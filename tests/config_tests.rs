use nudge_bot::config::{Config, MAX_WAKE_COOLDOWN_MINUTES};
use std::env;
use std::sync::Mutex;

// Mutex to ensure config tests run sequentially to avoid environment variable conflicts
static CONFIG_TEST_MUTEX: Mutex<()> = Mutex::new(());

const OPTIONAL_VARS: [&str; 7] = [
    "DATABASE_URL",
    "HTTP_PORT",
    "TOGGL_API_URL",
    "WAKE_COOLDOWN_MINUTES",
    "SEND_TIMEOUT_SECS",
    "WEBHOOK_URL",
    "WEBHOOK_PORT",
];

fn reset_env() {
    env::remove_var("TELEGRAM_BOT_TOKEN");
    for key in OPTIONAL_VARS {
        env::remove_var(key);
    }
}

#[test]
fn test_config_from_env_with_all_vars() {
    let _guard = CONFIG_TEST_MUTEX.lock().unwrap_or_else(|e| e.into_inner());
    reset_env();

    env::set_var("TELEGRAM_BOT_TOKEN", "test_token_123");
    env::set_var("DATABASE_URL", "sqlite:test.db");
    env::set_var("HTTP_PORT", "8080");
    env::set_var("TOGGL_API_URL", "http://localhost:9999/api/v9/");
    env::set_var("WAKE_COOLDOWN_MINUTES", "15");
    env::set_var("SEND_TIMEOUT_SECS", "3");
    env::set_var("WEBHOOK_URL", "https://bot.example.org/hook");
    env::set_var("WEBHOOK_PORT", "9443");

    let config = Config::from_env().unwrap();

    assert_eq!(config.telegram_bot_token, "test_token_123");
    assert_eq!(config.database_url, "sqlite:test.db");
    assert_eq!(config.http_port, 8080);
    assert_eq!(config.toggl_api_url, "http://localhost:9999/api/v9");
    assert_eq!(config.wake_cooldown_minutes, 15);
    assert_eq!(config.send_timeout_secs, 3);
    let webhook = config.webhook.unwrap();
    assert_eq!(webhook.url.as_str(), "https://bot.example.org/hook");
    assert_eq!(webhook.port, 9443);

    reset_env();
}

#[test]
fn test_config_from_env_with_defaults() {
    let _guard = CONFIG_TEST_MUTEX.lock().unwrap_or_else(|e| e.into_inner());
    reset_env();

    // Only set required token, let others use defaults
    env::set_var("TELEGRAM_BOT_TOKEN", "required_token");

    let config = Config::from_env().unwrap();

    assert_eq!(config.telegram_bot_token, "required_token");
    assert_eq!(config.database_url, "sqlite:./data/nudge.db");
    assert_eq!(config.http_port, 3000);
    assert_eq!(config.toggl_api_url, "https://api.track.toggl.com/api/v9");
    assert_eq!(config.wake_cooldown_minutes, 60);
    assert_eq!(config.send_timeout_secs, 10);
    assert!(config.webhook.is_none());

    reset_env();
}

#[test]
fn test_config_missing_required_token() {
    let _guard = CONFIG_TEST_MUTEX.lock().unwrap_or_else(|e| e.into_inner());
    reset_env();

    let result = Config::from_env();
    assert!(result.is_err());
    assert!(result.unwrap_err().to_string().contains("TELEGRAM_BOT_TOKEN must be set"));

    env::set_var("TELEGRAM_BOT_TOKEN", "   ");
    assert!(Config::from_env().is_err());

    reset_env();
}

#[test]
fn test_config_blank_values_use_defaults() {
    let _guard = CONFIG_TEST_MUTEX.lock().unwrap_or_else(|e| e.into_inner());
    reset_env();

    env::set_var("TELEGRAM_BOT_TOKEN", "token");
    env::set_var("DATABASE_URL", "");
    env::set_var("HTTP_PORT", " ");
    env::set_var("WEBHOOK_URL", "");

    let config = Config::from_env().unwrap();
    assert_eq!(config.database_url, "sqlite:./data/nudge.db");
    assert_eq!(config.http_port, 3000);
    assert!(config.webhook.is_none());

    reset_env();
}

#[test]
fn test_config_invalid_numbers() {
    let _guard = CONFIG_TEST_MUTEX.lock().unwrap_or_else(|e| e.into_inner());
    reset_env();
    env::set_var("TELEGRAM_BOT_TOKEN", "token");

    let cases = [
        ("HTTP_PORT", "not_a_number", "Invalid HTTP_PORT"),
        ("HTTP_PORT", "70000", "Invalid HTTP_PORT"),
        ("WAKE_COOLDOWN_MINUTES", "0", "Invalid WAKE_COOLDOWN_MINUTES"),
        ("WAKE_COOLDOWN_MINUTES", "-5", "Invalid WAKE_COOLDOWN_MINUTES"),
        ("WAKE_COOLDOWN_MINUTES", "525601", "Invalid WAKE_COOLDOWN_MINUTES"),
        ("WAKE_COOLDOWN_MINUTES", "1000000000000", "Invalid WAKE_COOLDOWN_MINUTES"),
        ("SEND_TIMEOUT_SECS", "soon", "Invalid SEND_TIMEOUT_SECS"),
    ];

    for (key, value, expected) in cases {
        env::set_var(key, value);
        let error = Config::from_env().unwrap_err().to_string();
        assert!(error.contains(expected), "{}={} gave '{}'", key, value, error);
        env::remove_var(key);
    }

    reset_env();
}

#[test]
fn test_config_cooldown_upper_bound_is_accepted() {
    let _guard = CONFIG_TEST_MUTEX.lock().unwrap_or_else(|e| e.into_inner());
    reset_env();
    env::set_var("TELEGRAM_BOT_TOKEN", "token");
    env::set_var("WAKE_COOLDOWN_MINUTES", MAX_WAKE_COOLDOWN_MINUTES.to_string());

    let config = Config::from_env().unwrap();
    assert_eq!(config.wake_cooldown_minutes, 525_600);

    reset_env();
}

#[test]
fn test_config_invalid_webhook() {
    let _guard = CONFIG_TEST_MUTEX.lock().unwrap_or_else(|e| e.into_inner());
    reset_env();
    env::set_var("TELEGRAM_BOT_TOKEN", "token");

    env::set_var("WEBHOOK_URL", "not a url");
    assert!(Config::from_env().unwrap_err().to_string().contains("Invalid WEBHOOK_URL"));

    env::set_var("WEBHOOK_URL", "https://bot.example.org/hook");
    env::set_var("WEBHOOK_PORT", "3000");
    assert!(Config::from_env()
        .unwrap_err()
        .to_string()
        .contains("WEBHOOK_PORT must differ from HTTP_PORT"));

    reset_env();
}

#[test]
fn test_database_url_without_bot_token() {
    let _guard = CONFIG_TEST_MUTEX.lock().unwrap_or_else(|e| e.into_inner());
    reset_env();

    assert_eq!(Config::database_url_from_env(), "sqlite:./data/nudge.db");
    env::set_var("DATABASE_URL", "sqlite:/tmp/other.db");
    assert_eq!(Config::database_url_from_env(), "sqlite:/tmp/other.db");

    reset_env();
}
- - - -
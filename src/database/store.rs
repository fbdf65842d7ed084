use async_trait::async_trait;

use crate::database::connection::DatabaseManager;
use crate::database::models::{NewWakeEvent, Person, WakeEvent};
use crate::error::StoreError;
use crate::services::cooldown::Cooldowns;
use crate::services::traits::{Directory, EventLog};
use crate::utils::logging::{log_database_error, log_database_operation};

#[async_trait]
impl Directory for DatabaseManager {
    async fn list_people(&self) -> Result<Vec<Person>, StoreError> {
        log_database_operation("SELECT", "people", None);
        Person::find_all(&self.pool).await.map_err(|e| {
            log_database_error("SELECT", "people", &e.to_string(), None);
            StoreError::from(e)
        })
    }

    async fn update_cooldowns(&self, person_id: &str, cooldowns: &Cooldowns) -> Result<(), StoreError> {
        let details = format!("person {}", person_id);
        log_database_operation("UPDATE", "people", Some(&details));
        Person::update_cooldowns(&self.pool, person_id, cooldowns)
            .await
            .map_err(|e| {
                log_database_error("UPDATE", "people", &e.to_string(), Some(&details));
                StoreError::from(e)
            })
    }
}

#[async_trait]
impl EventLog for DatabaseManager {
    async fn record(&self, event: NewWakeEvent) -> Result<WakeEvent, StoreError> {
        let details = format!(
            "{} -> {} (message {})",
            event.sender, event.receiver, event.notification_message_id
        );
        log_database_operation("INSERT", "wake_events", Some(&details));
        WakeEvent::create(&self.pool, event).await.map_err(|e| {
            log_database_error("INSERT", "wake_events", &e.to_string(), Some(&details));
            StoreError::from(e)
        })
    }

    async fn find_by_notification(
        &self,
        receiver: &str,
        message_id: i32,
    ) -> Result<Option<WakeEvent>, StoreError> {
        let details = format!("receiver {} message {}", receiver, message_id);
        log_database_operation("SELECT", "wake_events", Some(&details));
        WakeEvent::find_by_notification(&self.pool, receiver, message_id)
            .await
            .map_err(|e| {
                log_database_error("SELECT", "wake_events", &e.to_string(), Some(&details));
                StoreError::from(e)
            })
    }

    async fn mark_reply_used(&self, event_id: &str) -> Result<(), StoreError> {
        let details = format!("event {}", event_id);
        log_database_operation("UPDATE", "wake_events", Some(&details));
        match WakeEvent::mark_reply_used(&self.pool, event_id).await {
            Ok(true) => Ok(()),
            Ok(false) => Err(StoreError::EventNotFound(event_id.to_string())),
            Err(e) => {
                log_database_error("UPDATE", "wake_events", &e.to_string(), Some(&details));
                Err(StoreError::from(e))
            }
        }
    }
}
- - - -
**Exercise details:**
Using the entries above, count the lines that have the string "crate" in them. Answer with that number only.

**Completed exercise:**
6